Zonia, L.E., Stebbins, N.E., Polacco, J.C.
Plant physiology 1995 v.107 no.4 pp. 1097-1103
Arabidopsis thaliana, seed germination, urease, enzyme activity, nitrogen, nutrient deficiencies, biogeochemical cycles, seedlings, developmental stages, phenyl phosphorodiamidate, urea, nutrient transport, genes, chromosome mapping, gene expression, plant morphology, chemical constituents of plants, transcription (genetics), binding sites
In Arabidopsis thaliana, urease transcript levels increased sharply between 2 and 4 d after germination (DAG) and were maintained at maximal levels until at least 8 DAG. Seed urease specific activity declined upon germination but began to increase in seedlings 2 DAG, reaching approximately 75% of seed activity by 8 DAG. Urea levels showed a small transient increase 1 DAG and then approximately paralleled urease activity, reaching maximal levels at approximately 9 DAG. Urease inhibition with phenylphosphorodiamidate resulted in a 2- to 4-fold increase in urea levels throughout seedling development.

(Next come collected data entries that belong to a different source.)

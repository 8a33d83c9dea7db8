use super::{
    ConvertError, Converter, Payload, PayloadType, APPLICATION_JSON_UTF_8, APPLICATION_WWW_FORM_URLENCODED,
};

fn parse_json(raw: Option<&[u8]>) -> Result<Option<Payload>, ConvertError> {
    match raw {
        None => Ok(None),
        Some(raw) if raw.iter().all(u8::is_ascii_whitespace) => Ok(None),
        Some(raw) => Ok(Some(Payload::Json(serde_json::from_slice(raw)?))),
    }
}

/// JSON 转换器
///
/// 请求载荷序列化为 JSON，响应体解析为 JSON
#[derive(Debug, Clone, Copy, Default)]
pub struct JsonConverter;

impl Converter for JsonConverter {
    fn convert_request(&self, body: Option<&Payload>) -> Result<Vec<u8>, ConvertError> {
        match body {
            None | Some(Payload::Empty) => Ok(Vec::new()),
            Some(Payload::Json(value)) => Ok(serde_json::to_vec(value)?),
            Some(other) => Err(ConvertError::unexpected(PayloadType::Json, other)),
        }
    }

    #[inline]
    fn convert_response(&self, raw: Option<&[u8]>) -> Result<Option<Payload>, ConvertError> {
        parse_json(raw)
    }

    #[inline]
    fn content_type(&self) -> Option<&str> {
        Some(APPLICATION_JSON_UTF_8)
    }

    #[inline]
    fn accept(&self) -> Option<&str> {
        Some(APPLICATION_JSON_UTF_8)
    }
}

/// 表单到 JSON 的转换器
///
/// 请求载荷编码为表单字符串，响应体解析为 JSON
#[derive(Debug, Clone, Copy, Default)]
pub struct FormToJsonConverter;

impl Converter for FormToJsonConverter {
    fn convert_request(&self, body: Option<&Payload>) -> Result<Vec<u8>, ConvertError> {
        match body {
            None | Some(Payload::Empty) => Ok(Vec::new()),
            Some(Payload::Form(form)) => Ok(form.to_form_string().into_bytes()),
            Some(other) => Err(ConvertError::unexpected(PayloadType::Form, other)),
        }
    }

    #[inline]
    fn convert_response(&self, raw: Option<&[u8]>) -> Result<Option<Payload>, ConvertError> {
        parse_json(raw)
    }

    #[inline]
    fn content_type(&self) -> Option<&str> {
        Some(APPLICATION_WWW_FORM_URLENCODED)
    }

    #[inline]
    fn accept(&self) -> Option<&str> {
        Some(APPLICATION_JSON_UTF_8)
    }
}

/// 文本到 JSON 的转换器
///
/// 请求载荷按原样发送，通常是调用方已经编码好的表单字符串，响应体解析为 JSON
#[derive(Debug, Clone, Copy, Default)]
pub struct StringToJsonConverter;

impl Converter for StringToJsonConverter {
    fn convert_request(&self, body: Option<&Payload>) -> Result<Vec<u8>, ConvertError> {
        match body {
            None | Some(Payload::Empty) => Ok(Vec::new()),
            Some(Payload::Text(text)) => Ok(text.as_bytes().to_vec()),
            Some(other) => Err(ConvertError::unexpected(PayloadType::Text, other)),
        }
    }

    #[inline]
    fn convert_response(&self, raw: Option<&[u8]>) -> Result<Option<Payload>, ConvertError> {
        parse_json(raw)
    }

    #[inline]
    fn content_type(&self) -> Option<&str> {
        Some(APPLICATION_WWW_FORM_URLENCODED)
    }

    #[inline]
    fn accept(&self) -> Option<&str> {
        Some(APPLICATION_JSON_UTF_8)
    }
}

/// 无请求体到 JSON 的转换器
///
/// 忽略请求载荷，响应体解析为 JSON
#[derive(Debug, Clone, Copy, Default)]
pub struct EmptyToJsonConverter;

impl Converter for EmptyToJsonConverter {
    #[inline]
    fn convert_request(&self, _body: Option<&Payload>) -> Result<Vec<u8>, ConvertError> {
        Ok(Vec::new())
    }

    #[inline]
    fn convert_response(&self, raw: Option<&[u8]>) -> Result<Option<Payload>, ConvertError> {
        parse_json(raw)
    }

    #[inline]
    fn content_type(&self) -> Option<&str> {
        None
    }

    #[inline]
    fn accept(&self) -> Option<&str> {
        Some(APPLICATION_JSON_UTF_8)
    }
}

#[cfg(test)]
mod tests {
    use super::*;
    use rivet_http::Form;
    use serde_json::json;
    use std::error::Error;

    #[test]
    fn test_json_converter() -> Result<(), Box<dyn Error>> {
        let converter = JsonConverter;
        assert_eq!(
            converter.convert_request(Some(&json!({"id": 1}).into()))?,
            br#"{"id":1}"#
        );
        assert!(converter.convert_request(None)?.is_empty());
        assert!(converter.convert_request(Some(&"{}".into())).is_err());

        assert_eq!(
            converter.convert_response(Some(br#"{"ok":true}"#))?,
            Some(json!({"ok": true}).into())
        );
        assert_eq!(converter.convert_response(Some(b""))?, None);
        assert_eq!(converter.convert_response(Some(b" \n"))?, None);
        assert_eq!(converter.convert_response(None)?, None);
        assert!(matches!(
            converter.convert_response(Some(b"{not json")),
            Err(ConvertError::Json(_))
        ));
        Ok(())
    }

    #[test]
    fn test_form_to_json_converter() -> Result<(), Box<dyn Error>> {
        let converter = FormToJsonConverter;
        let body = converter.convert_request(Some(&Form::new().add("q", "a b").into()))?;
        assert_eq!(body, b"q=a+b");
        assert_eq!(converter.content_type(), Some(APPLICATION_WWW_FORM_URLENCODED));
        assert_eq!(converter.accept(), Some(APPLICATION_JSON_UTF_8));
        assert_eq!(converter.convert_response(Some(b"[1,2]"))?, Some(json!([1, 2]).into()));
        Ok(())
    }

    #[test]
    fn test_string_and_empty_to_json_converters() -> Result<(), Box<dyn Error>> {
        assert_eq!(StringToJsonConverter.convert_request(Some(&"a=1".into()))?, b"a=1");
        assert_eq!(StringToJsonConverter.content_type(), Some(APPLICATION_WWW_FORM_URLENCODED));
        assert!(EmptyToJsonConverter.convert_request(Some(&"ignored".into()))?.is_empty());
        assert_eq!(EmptyToJsonConverter.content_type(), None);
        assert_eq!(EmptyToJsonConverter.convert_response(Some(b"null"))?, Some(json!(null).into()));
        Ok(())
    }
}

Arginine pools (0-8 DAG) changed approximately in parallel with the urea pool. Consistent with arginine being a major source of urea, arginase activity increased 10-fold in the interval 0 to 6 DAG. Allopurinol, a xanthine dehydrogenase inhibitor, had no effect on urea levels up to 3 DAG but reduced the urea pool by 30 to 40% during the interval 5 to 8 DAG, suggesting that purine degradation contributed to the urea pool well after germination, if at all. In aged Arabidopsis seeds, there was a correlation between phenylphosphorodiamidate inactivation of urease and germination inhibition, the latter overcome by NH4NO3 or amino acids. Since urease activity, urea precursor, and urea increase in young seedlings, and since urease inactivation results in a nitrogen-reversible inhibition of germination, we propose that urease recycles urea-nitrogen in the seedling.